If there are any rules to telling stories, one would think if a protagonist sees an animal in peril, the character in question should always save it, if only to preserve an audience’s empathy for them. In Chloé Zhao’s patient, soft spoken Nomadland (2020), Fern (Frances McDormand) finds an abandoned dog, but decides not to rescue it. There is no scene where the dog returns later in the movie, or even a later pick-up shot of the dog being taken care of. Like everything in Nomadland, love exists, but it is in short supply and requires careful allocation. The road is a cruel place, where a single friendship can break your heart.

Like her previous feature, The Rider (2020), Chloé Zhao’s Nomadland looks closely at the harsh, human reality of a working-class subculture that has been left behind by whatever the American dream is supposed to be.
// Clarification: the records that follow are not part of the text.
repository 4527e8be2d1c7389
use axum::extract::State;
use leafdoc_core::domain::diagnosis::{
    entities::CanonicalDiagnosis, ports::DiagnosisService, value_objects::DiagnoseInput,
};

use crate::application::http::{
    analysis::{
        handlers::{DiagnosisResponse, diagnosis_response},
        validators::{AnalyzeImageRequest, decode_image},
    },
    server::{
        api_entities::api_error::{ApiError, ValidateJson},
        app_state::AppState,
    },
};

#[utoipa::path(
    post,
    path = "/analyze",
    tag = "analysis",
    summary = "Diagnose a leaf image",
    description = "Sends a base64 encoded leaf image to the diagnostic webhook and returns the normalized diagnosis. Falls back to a static diagnosis when the webhook is not configured or fails.",
    request_body = AnalyzeImageRequest,
    responses(
        (status = 200, body = CanonicalDiagnosis, headers(
            ("x-diagnosis-source" = String, description = "`upstream` or `fallback`")
        )),
        (status = 400, description = "Missing or invalid image")
    ),
)]
pub async fn analyze_image(
    State(state): State<AppState>,
    ValidateJson(payload): ValidateJson<AnalyzeImageRequest>,
) -> Result<DiagnosisResponse, ApiError> {
    let image = payload
        .image
        .ok_or_else(|| ApiError::BadRequest("Missing image field".to_string()))?;
    let image_data = decode_image(&image)?;

    let outcome = state.service.diagnose(DiagnoseInput { image_data }).await;

    Ok(diagnosis_response(outcome))
}
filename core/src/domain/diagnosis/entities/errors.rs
use thiserror::Error;

/// Failures of the upstream diagnostic call. Every variant is answered with
/// the fallback diagnosis.
#[derive(Debug, Clone, Error, PartialEq, Eq)]
pub enum UpstreamError {
    #[error("Upstream request failed: {0}")]
    Transport(String),

    #[error("Upstream webhook not found or workflow inactive")]
    NotFound,

    #[error("Upstream returned {status}: {body}")]
    Status { status: u16, body: String },
}
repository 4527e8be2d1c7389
pub mod api_entities;
pub mod app_state;
pub mod http_server;
pub mod openapi;
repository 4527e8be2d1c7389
pub mod analysis_repository;

pub use analysis_repository::PostgresAnalysisRepository;
pub mod postgres;
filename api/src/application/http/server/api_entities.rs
pub mod api_error;
pub mod response;
use crate::domain::diagnosis::ports::{AnalysisRepository, DiagnosticUpstream};

/// Service container wiring the diagnosis ports together.
///
/// `upstream` is `None` when no webhook endpoint is configured; every
/// diagnosis is then served by the fallback provider.
#[derive(Clone)]
pub struct Service<U, AR>
where
    U: DiagnosticUpstream,
    AR: AnalysisRepository,
{
    pub(crate) upstream: Option<U>,
    pub(crate) analysis_repository: AR,
}

impl<U, AR> Service<U, AR>
where
    U: DiagnosticUpstream,
    AR: AnalysisRepository,
{
    pub fn new(upstream: Option<U>, analysis_repository: AR) -> Self {
        Self {
            upstream,
            analysis_repository,
        }
    }
}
Nomadic retirees like Fern lie on the poverty line, living in their vans, traveling across a modern frontier, hoping each day for small moments of kindness and a seasonal job that can provide the money to keep their engines running. They are tough bunch, unwilling to beg for help, hard working, and keenly aware at the fragility of their oncoming twilight years. They can’t afford to be old.

In the dawn filled quiet when Nomads walk up to greet their temporary neighbors, you could believe you’re watching a documentary.

What is to be so admired about Nomadland is its verisimilitude. Of the characters that surround Fern’s travels, many of them are the real Nomads that Jessica Bruder writes about in her non-fiction book that inspired the movie. Linda May, playing a version of herself, is especially a stand-out, a loving friend who lightly carries the weight of hard-living that would most certainly crush most of us. May invites Fern to a desert gathering of Nomads, hosted by the real life Bob Wells, a man who established the philosophy of Vandwelling, who teaches survival tactics like steath-parking and van repair to those new to the traveling lifestyle. Here Chloé Zhao blurs the line so deftly between fiction and reality that you remain completely convinced of the humanity of each moment. In the dawn filled quiet when Nomads walk up to greet their temporary neighbors, you could believe you’re watching a documentary. Fern lives simultaneously alone and yet also alongside a new surrogate family, each person kind and forthright about their regrets, their mistakes, their health.

Chloe Zhao Nomadland Amazon Oscar Best Picture

The Amazon fulfillment center is a fruitful source of temporary work for them, particularly during the winter months when online shopping hits peak trading before Christmas. Visually the change is shocking - we move from the pastel sunsets of open desert to the hard concrete of the factory floor. Suddenly the reality of the temp-work marketplace is shown as a replacement for what should be successful retirement. For these Nomads, working seasonally in Amazon will be required until their very last years. Bruder writes about 10 hour work days “spent roaming the concrete-slab floor - a process Amazon refers to as ‘work hardening.’”

As Fern adapts to her nomadic life, we get intimate insight into life on the road - the need to use a bucket instead of a toilet, the deteriorating health and heartbreaking story of her new friend Swankie, who defies being in a hospital for seeing the country she loves one last time. Defiance is a word that frequently comes up when thinking about Nomadland. For all the quietness the film revels in, there is such fight in the minds of these characters. They simmer with the will to keep going, even when all normal considerations call it impossible.

Wonderfully Zhao resists the temptation to raise the temperature of her character’s emotions.

Undoubtedly the film sparks brightly when we hear the stories of those in the community talking about their working-class history. And yet with all this weight they carry from the past, remarkably the film avoids wallowing in its own sadness, something it teeters toward but never capitalizes on. Wonderfully Zhao resists the temptation to raise the temperature of her character’s emotions. Instead each actor remains expertly controlled in depicting life as a balanced equation of good and bad. Fern doesn’t want your sympathy and remains defiantly independent, even in the face of a developing relationship with Dave (David Strathairn). This keeps true sadness at bay as she is constantly fighting not to take the easy way out of her situation. In the face of settling down, taking opportunities to make her life easier, she chooses the hard road every time.

Of course Frances McDormand is the key. As an actress she defies the glamour of Hollywood, and in Nomadland she perfectly represents the earthy conduit we need to understand this lifestyle. Thankfully there is no big ‘Oscar scene,’ no angry climax for her to claim the accolades for which she was rightfully awarded. What’s wonderful is the commitment to defy commercial dramatic requirements for something more patient, intimate and ultimately more real. Why do we need such dramatic excess when Nomadland succeeds in making you believe that the best moments are those quiet expressions of living we make at dawn or dusk, just as time reminds us that it’s moving forward without us.